[Intel-gfx] [PATCH] drm/i915: Defend against userspace creating a gem object with size==0

[Ben Widawsky]

On Wed, Sep 14, 2011 at 02:14:28PM +0200, Daniel Vetter wrote:
> From: Chris Wilson <chris at chris-wilson.co.uk>
> 
> We currently only round up the userspace size to the next page. We
> assume that userspace hasn't made a mistake and requested a zero-length
> gem object and all through our internal code we then presume that every
> object is backed by at least a single page.
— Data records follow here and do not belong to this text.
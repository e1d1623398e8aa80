//! Chat-completions HTTP backend.
//!
//! Speaks the OpenAI-compatible function-calling dialect, which is also the
//! wire shape our tool calls use: `{id, function: {name, arguments}}` with
//! arguments as JSON text.

use protocol::{
    AssistantReply, FunctionCall, ModelMessage, ToolCallRequest, ToolDefinition,
};
use serde::{Deserialize, Serialize};
use serde_json::Value;

use super::{Backend, ModelError};

const DEFAULT_BASE_URL: &str = "https://api.openai.com/v1";
const DEFAULT_MAX_TOKENS: u32 = 4096;

/// Builder for [`OpenAiBackend`].
pub struct OpenAiBackendBuilder {
    api_key: String,
    model: String,
    base_url: String,
    max_tokens: u32,
}

impl OpenAiBackendBuilder {
    pub fn base_url(mut self, base_url: impl Into<String>) -> Self {
        self.base_url = base_url.into();
        self
    }

    pub fn max_tokens(mut self, max_tokens: u32) -> Self {
        self.max_tokens = max_tokens;
        self
    }

    pub fn build(self) -> OpenAiBackend {
        OpenAiBackend {
            client: reqwest::Client::new(),
            api_key: self.api_key,
            model: self.model,
            base_url: self.base_url,
            max_tokens: self.max_tokens,
        }
    }
}

/// An OpenAI-compatible chat-completions backend.
pub struct OpenAiBackend {
    client: reqwest::Client,
    api_key: String,
    model: String,
    base_url: String,
    max_tokens: u32,
}

impl OpenAiBackend {
    pub fn builder(api_key: impl Into<String>, model: impl Into<String>) -> OpenAiBackendBuilder {
        OpenAiBackendBuilder {
            api_key: api_key.into(),
            model: model.into(),
            base_url: DEFAULT_BASE_URL.to_string(),
            max_tokens: DEFAULT_MAX_TOKENS,
        }
    }

    fn message_to_api(message: &ModelMessage) -> ApiMessage {
        match message {
            ModelMessage::System { content } => ApiMessage {
                role: "system",
                content: Some(content.clone()),
                tool_calls: None,
                tool_call_id: None,
            },
            ModelMessage::User { content } => ApiMessage {
                role: "user",
                content: Some(content.clone()),
                tool_calls: None,
                tool_call_id: None,
            },
            ModelMessage::Assistant {
                content,
                tool_calls,
            } => ApiMessage {
                role: "assistant",
                content: content.clone(),
                tool_calls: if tool_calls.is_empty() {
                    None
                } else {
                    Some(tool_calls.iter().map(Self::call_to_api).collect())
                },
                tool_call_id: None,
            },
            ModelMessage::Tool {
                tool_call_id,
                content,
            } => ApiMessage {
                role: "tool",
                content: Some(content.clone()),
                tool_calls: None,
                tool_call_id: Some(tool_call_id.clone()),
            },
        }
    }

    fn call_to_api(call: &ToolCallRequest) -> ApiToolCall {
        // The dialect wants arguments as JSON text; unwrap the string form
        // rather than double-encoding it.
        let arguments = match &call.function.arguments {
            Value::String(text) => text.clone(),
            other => other.to_string(),
        };
        ApiToolCall {
            id: call.id.clone(),
            call_type: "function".to_string(),
            function: ApiFunction {
                name: call.function.name.clone(),
                arguments,
            },
        }
    }

    fn call_from_api(call: ApiToolCall) -> ToolCallRequest {
        ToolCallRequest {
            id: call.id,
            function: FunctionCall {
                name: call.function.name,
                arguments: Value::String(call.function.arguments),
            },
        }
    }

    fn tool_to_api(tool: &ToolDefinition) -> ApiTool<'_> {
        ApiTool {
            tool_type: "function",
            function: ApiToolFunction {
                name: &tool.name,
                description: &tool.description,
                parameters: &tool.input_schema,
            },
        }
    }
}

// ─────────────────────────────────────────────────────────────────────────────
// API Wire Types
// ─────────────────────────────────────────────────────────────────────────────

#[derive(Debug, Serialize)]
struct ApiRequest<'a> {
    model: &'a str,
    max_tokens: u32,
    messages: Vec<ApiMessage>,
    #[serde(skip_serializing_if = "Vec::is_empty")]
    tools: Vec<ApiTool<'a>>,
}

#[derive(Debug, Serialize)]
struct ApiMessage {
    role: &'static str,
    #[serde(skip_serializing_if = "Option::is_none")]
    content: Option<String>,
    #[serde(skip_serializing_if = "Option::is_none")]
    tool_calls: Option<Vec<ApiToolCall>>,
    #[serde(skip_serializing_if = "Option::is_none")]
    tool_call_id: Option<String>,
}

#[derive(Debug, Serialize, Deserialize)]
struct ApiToolCall {
    id: String,
    #[serde(rename = "type")]
    call_type: String,
    function: ApiFunction,
}

#[derive(Debug, Serialize, Deserialize)]
struct ApiFunction {
    name: String,
    arguments: String,
}

#[derive(Debug, Serialize)]
struct ApiTool<'a> {
    #[serde(rename = "type")]
    tool_type: &'static str,
    function: ApiToolFunction<'a>,
}

#[derive(Debug, Serialize)]
struct ApiToolFunction<'a> {
    name: &'a str,
    description: &'a str,
    parameters: &'a Value,
}

#[derive(Debug, Deserialize)]
struct ApiResponse {
    choices: Vec<ApiChoice>,
}

#[derive(Debug, Deserialize)]
struct ApiChoice {
    message: ApiResponseMessage,
}

#[derive(Debug, Deserialize)]
struct ApiResponseMessage {
    #[serde(default)]
    content: Option<String>,
    #[serde(default)]
    tool_calls: Vec<ApiToolCall>,
}

impl Backend for OpenAiBackend {
    async fn complete(
        &self,
        messages: &[ModelMessage],
        tools: &[ToolDefinition],
    ) -> Result<AssistantReply, ModelError> {
        let request = ApiRequest {
            model: &self.model,
            max_tokens: self.max_tokens,
            messages: messages.iter().map(Self::message_to_api).collect(),
            tools: tools.iter().map(Self::tool_to_api).collect(),
        };

        let response = self
            .client
            .post(format!("{}/chat/completions", self.base_url))
            .bearer_auth(&self.api_key)
            .header("content-type", "application/json")
            .json(&request)
            .send()
            .await
            .map_err(|e| ModelError::Network(e.to_string()))?;

        if !response.status().is_success() {
            let status = response.status();
            let body = response.text().await.unwrap_or_default();
            return Err(ModelError::Api(format!("{status}: {body}")));
        }

        let api_response: ApiResponse = response
            .json()
            .await
            .map_err(|e| ModelError::InvalidResponse(e.to_string()))?;

        let choice = api_response
            .choices
            .into_iter()
            .next()
            .ok_or_else(|| ModelError::InvalidResponse("no choices in response".to_string()))?;

        Ok(AssistantReply {
            content: choice.message.content,
            tool_calls: choice
                .message
                .tool_calls
                .into_iter()
                .map(Self::call_from_api)
                .collect(),
        })
    }
}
Fix that oversight and
> report EINVAL back to userspace if they try to create a zero length
> object.
> 
> Signed-off-by: Chris Wilson <chris at chris-wilson.co.uk>
> [danvet: This fixes tests/gem_bad_length]
> Signed-Off-by: Daniel Vetter <daniel.vetter at ffwll.ch>
> ---
>  drivers/gpu/drm/i915/i915_gem.c |    2 ++
>  1 files changed, 2 insertions(+), 0 deletions(-)
> 
> diff --git a/drivers/gpu/drm/i915/i915_gem.c b/drivers/gpu/drm/i915/i915_gem.c
> index 7998827..9857e9d 100644
> --- a/drivers/gpu/drm/i915/i915_gem.c
> +++ b/drivers/gpu/drm/i915/i915_gem.c
> @@ -195,6 +195,8 @@ i915_gem_create(struct drm_file *file,
>  	u32 handle;
>  
>  	size = roundup(size, PAGE_SIZE);
> +	if (size == 0)
> +		return -EINVAL;
>  
>  	/* Allocate the new object */
>  	obj = i915_gem_alloc_object(dev, size);

Could we just: s/roundup/DIV_ROUND_UP and be happy?

Ben